* **THE DATA**:
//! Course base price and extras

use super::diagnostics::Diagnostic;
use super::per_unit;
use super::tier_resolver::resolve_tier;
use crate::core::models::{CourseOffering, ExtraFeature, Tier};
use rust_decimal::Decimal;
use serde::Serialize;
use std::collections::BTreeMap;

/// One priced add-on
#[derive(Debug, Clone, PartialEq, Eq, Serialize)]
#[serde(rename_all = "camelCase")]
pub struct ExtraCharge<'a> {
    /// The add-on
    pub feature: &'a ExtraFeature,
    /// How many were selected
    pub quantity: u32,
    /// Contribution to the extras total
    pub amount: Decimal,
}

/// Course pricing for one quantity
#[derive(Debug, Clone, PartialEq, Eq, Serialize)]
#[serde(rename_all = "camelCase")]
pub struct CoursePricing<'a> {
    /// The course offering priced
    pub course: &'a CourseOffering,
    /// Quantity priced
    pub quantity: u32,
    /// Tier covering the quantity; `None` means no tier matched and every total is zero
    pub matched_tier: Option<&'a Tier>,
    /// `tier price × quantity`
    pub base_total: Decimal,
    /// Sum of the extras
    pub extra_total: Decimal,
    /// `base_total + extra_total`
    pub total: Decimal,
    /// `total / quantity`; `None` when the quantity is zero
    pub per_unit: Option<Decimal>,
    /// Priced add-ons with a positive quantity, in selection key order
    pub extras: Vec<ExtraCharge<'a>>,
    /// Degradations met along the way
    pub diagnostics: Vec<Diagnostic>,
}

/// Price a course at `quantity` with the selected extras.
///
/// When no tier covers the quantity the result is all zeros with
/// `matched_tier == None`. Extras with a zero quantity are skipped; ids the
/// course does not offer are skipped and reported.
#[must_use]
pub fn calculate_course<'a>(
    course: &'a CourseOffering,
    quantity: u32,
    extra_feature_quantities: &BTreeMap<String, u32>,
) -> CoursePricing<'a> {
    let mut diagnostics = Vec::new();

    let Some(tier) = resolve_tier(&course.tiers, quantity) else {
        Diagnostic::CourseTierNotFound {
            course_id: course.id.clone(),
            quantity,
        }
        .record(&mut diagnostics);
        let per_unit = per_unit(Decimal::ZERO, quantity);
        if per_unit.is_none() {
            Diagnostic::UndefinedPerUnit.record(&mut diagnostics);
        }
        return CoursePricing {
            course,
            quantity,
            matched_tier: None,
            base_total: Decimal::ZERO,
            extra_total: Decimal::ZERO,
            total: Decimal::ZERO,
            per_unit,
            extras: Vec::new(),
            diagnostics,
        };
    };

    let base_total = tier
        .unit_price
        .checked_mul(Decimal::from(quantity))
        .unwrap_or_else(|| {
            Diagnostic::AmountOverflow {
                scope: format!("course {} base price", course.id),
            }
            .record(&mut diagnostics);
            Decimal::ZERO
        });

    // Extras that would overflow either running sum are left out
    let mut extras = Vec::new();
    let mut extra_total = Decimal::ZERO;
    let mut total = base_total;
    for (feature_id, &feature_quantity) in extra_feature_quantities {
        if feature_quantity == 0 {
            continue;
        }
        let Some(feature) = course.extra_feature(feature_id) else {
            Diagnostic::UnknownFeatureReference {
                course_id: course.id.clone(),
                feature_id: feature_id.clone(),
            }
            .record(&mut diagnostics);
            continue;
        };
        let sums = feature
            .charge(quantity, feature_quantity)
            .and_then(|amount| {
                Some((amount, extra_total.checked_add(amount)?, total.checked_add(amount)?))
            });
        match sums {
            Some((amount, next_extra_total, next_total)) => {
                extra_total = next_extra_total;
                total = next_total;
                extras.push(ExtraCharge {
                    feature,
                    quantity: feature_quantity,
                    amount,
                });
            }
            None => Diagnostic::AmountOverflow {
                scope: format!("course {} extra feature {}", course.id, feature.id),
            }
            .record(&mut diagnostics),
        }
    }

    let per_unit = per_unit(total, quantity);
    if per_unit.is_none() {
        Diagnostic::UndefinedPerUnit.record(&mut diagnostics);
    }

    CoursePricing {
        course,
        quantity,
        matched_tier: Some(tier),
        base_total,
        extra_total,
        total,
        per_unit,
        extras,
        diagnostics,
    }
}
...
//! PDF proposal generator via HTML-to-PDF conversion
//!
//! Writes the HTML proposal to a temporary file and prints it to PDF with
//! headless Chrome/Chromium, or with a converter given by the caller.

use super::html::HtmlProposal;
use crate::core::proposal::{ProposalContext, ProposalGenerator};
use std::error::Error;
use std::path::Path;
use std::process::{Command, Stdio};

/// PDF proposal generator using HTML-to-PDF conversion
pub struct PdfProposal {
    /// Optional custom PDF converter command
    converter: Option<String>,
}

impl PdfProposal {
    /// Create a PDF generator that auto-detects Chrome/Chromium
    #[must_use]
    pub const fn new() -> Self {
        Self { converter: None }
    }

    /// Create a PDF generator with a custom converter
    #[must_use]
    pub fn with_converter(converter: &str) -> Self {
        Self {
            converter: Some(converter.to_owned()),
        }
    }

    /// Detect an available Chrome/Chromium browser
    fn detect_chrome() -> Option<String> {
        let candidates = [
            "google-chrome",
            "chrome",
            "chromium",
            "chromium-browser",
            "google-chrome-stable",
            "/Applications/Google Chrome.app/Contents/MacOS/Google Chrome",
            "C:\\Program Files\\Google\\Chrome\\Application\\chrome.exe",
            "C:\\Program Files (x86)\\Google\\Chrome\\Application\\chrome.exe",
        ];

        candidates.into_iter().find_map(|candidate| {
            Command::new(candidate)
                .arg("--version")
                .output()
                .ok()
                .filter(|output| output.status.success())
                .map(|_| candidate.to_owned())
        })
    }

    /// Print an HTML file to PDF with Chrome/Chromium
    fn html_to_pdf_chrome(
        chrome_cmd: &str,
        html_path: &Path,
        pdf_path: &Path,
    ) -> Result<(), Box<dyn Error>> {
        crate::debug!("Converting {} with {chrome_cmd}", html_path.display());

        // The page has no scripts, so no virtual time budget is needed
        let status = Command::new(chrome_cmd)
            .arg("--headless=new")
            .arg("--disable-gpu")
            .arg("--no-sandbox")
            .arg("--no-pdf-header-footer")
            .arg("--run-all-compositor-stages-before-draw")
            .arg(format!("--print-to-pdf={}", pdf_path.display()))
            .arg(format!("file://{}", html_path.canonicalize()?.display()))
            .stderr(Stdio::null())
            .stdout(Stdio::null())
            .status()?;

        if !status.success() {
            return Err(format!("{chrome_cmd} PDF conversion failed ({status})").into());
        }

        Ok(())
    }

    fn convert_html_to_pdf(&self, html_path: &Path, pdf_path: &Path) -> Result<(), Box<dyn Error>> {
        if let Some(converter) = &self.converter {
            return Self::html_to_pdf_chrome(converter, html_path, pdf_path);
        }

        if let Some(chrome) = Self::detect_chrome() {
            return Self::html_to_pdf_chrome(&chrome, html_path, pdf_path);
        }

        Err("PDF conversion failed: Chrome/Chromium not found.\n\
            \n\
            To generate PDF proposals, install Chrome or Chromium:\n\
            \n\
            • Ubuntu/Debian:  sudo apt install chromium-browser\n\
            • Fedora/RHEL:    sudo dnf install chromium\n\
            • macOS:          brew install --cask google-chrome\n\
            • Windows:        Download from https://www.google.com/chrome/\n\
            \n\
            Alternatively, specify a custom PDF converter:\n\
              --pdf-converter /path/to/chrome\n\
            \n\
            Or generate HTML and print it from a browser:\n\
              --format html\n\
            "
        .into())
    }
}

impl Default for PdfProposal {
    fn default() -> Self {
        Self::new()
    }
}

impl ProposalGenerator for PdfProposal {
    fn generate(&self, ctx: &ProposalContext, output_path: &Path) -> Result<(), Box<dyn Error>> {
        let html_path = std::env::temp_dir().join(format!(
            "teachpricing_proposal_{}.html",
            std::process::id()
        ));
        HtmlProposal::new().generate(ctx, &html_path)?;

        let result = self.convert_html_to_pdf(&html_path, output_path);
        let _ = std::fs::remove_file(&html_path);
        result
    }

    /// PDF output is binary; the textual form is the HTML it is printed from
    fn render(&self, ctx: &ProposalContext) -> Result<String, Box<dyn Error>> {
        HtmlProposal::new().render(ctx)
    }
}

* **BRIEF**:
Count the lines in the listing above that include the word "return". Reply with the number only.

* **RESPONSE**:
4